Когда в Олонештах местные власти собрались отпраздновать объединение, население демонстративно покинуло сельскую площадь. Отказались участвовать в таких мероприятиях и жители села Пуркары. В селе Гринауцы Со-рокского уезда на сходе было принято решение: «Всюду выступать против насильственного присоединения Бессарабии к монархической Румынии». Жители посада Турлаки в единогласно принятом постановлении объявили решение Сфатул Цэрий от 27 марта (9 апреля) «провокаторским, ибо действовал он не по полномочию народа…» Начальник Кишиневской уездной милиции Копша распоряжением от 31 марта (13 апреля) 1918 г. потребовал от участковых начальников указать населенные пункты, где имеются «вредные элементы», «возбуждающие сомнения» среди населения.

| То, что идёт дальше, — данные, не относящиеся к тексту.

//! Remote registry - known peer deployments and their connections

use std::collections::HashMap;
use std::time::Duration;

use span_client::PeerClient;
use span_types::Remote;
use tracing::{debug, error, info, warn};

/// A registered remote and its exclusive RPC connection.
#[derive(Debug)]
pub struct RemoteEntry {
    /// The remote descriptor as last upserted
    pub remote: Remote,

    /// Connection bound to the remote's current endpoint
    pub client: PeerClient,

    /// Bumped every time the connection is rebuilt
    pub generation: u64,
}

/// The set of known peer deployments.
///
/// Owned exclusively by the runtime fold; connections are created on first
/// upsert, rebuilt when the endpoint changes, and dropped on removal. A
/// failed heartbeat never removes a remote - only an explicit delete does.
#[derive(Debug)]
pub struct RemoteRegistry {
    remotes: HashMap<String, RemoteEntry>,
    heartbeat_timeout: Duration,
}

impl RemoteRegistry {
    /// Create an empty registry; `heartbeat_timeout` bounds each liveness
    /// probe issued through the registry's connections.
    pub fn new(heartbeat_timeout: Duration) -> Self {
        Self {
            remotes: HashMap::new(),
            heartbeat_timeout,
        }
    }

    /// Register a remote or update its endpoint.
    ///
    /// The connection is rebuilt only when `host`/`port` actually changed;
    /// re-upserting an identical remote leaves it untouched.
    pub fn upsert(&mut self, remote: Remote, refresh: bool) {
        match self.remotes.get_mut(&remote.id) {
            Some(entry) if entry.remote.same_endpoint(&remote) => {
                if refresh {
                    debug!(remote = %remote.id, "remote refreshed; endpoint unchanged");
                } else {
                    warn!(remote = %remote.id, "duplicate remote upsert; connection unchanged");
                }
                entry.remote = remote;
            }
            Some(entry) => {
                match PeerClient::new(&remote, self.heartbeat_timeout) {
                    Ok(client) => {
                        entry.client = client;
                        entry.generation += 1;
                        info!(
                            remote = %remote.id,
                            endpoint = %entry.client.endpoint(),
                            generation = entry.generation,
                            "remote endpoint changed; connection rebuilt"
                        );
                        entry.remote = remote;
                    }
                    Err(e) => {
                        error!(remote = %remote.id, error = %e, "failed to rebuild connection; keeping previous endpoint");
                    }
                }
            }
            None => match PeerClient::new(&remote, self.heartbeat_timeout) {
                Ok(client) => {
                    info!(remote = %remote.id, endpoint = %client.endpoint(), "remote registered");
                    self.remotes.insert(
                        remote.id.clone(),
                        RemoteEntry {
                            remote,
                            client,
                            generation: 0,
                        },
                    );
                }
                Err(e) => {
                    error!(remote = %remote.id, error = %e, "failed to create connection; remote not registered");
                }
            },
        }
    }

    /// Remove a remote, dropping its connection. Removal of an unknown id
    /// is a warning, not an error.
    pub fn remove(&mut self, id: &str) {
        if self.remotes.remove(id).is_some() {
            info!(remote = %id, "remote removed");
        } else {
            warn!(remote = %id, "removal of unregistered remote");
        }
    }

    /// Whether a remote with this id is registered.
    pub fn contains(&self, id: &str) -> bool {
        self.remotes.contains_key(id)
    }

    /// Look up a registered remote.
    pub fn get(&self, id: &str) -> Option<&RemoteEntry> {
        self.remotes.get(id)
    }

    /// Clone the connection for a remote, if registered.
    pub fn client(&self, id: &str) -> Option<PeerClient> {
        self.remotes.get(id).map(|e| e.client.clone())
    }

    /// Snapshot all connections for a heartbeat round.
    pub fn clients(&self) -> Vec<(String, PeerClient)> {
        self.remotes
            .iter()
            .map(|(id, entry)| (id.clone(), entry.client.clone()))
            .collect()
    }

    /// Number of registered remotes.
    pub fn len(&self) -> usize {
        self.remotes.len()
    }

    /// Whether no remotes are registered.
    pub fn is_empty(&self) -> bool {
        self.remotes.is_empty()
    }
}

#[cfg(test)]
mod tests {
    use super::*;

    fn registry() -> RemoteRegistry {
        RemoteRegistry::new(Duration::from_secs(2))
    }

    #[test]
    fn test_upsert_creates_connection() {
        let mut reg = registry();
        reg.upsert(Remote::new("a", "127.0.0.1", 7423), false);

        let entry = reg.get("a").unwrap();
        assert_eq!(entry.generation, 0);
        assert_eq!(entry.client.endpoint(), "http://127.0.0.1:7423");
    }

    #[test]
    fn test_duplicate_upsert_is_idempotent() {
        let mut reg = registry();
        reg.upsert(Remote::new("a", "127.0.0.1", 7423), false);
        reg.upsert(Remote::new("a", "127.0.0.1", 7423), false);

        // same endpoint: connection untouched
        assert_eq!(reg.get("a").unwrap().generation, 0);
        assert_eq!(reg.len(), 1);
    }

    #[test]
    fn test_endpoint_change_rebuilds_connection() {
        let mut reg = registry();
        reg.upsert(Remote::new("a", "127.0.0.1", 7423), false);
        reg.upsert(Remote::new("a", "127.0.0.1", 7999), false);

        let entry = reg.get("a").unwrap();
        assert_eq!(entry.generation, 1);
        assert_eq!(entry.client.endpoint(), "http://127.0.0.1:7999");
    }

    #[test]
    fn test_remove_unknown_is_noop() {
        let mut reg = registry();
        reg.remove("ghost");
        assert!(reg.is_empty());
    }

    #[test]
    fn test_remove_drops_entry() {
        let mut reg = registry();
        reg.upsert(Remote::new("a", "127.0.0.1", 7423), false);
        reg.remove("a");
        assert!(!reg.contains("a"));
        assert!(reg.client("a").is_none());
    }
}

Бывший начальник 5-го участка Кишиневской уездной милиции С.И.Лебедев в письме на имя бывшего бессарабского губернского предводителя дворянства А. Н. Круленского сообщал о случае, имевшем место 1(14) апреля 1918 г. в с. Будешты: «На состоявшемся здесь молебствии по случаю «воссоединения Бессарабии с Румынией» при всем народе (на открытом воздухе) в присутствии прибывших представителей румынских властей, гостей, духовенства после речей о желательности и пользе воссоединения под властью высокого покровителя — короля румынского из среды крестьян выступил… некий Дану и, обращаясь к присутствующим, громогласно заявил, что никакого воссоединения Бессарабии с Румынией они не желают и никакого короля… им не надобно…».

О глубоком недовольстве населения края актом 27 марта (9 апреля) 1918 г. свидетельствуют и документы румынских полицейских органов. Так, в рапорте румынской районной полиции в г. Бельцы от 30 апреля 1918 г. говорилось: «Народные массы сегодня неспокойны и явно недружелюбны. Ни в городах, ни в селах до сего времени не отмечается энтузиазма в связи с положением Бессарабии, нигде не встречаешься с искренними проявлениями любви и братства (к румынским властям —- И.Л.)». «Даже молдавско-румынский (так в тексте — И.Л.) элемент,— говорилось в другом рапорте, — враждебен румынской администрации, бросает вызов даже румынскому духовенству… Священники, упоминающие в церкви имя короля, подвергаются угрозам».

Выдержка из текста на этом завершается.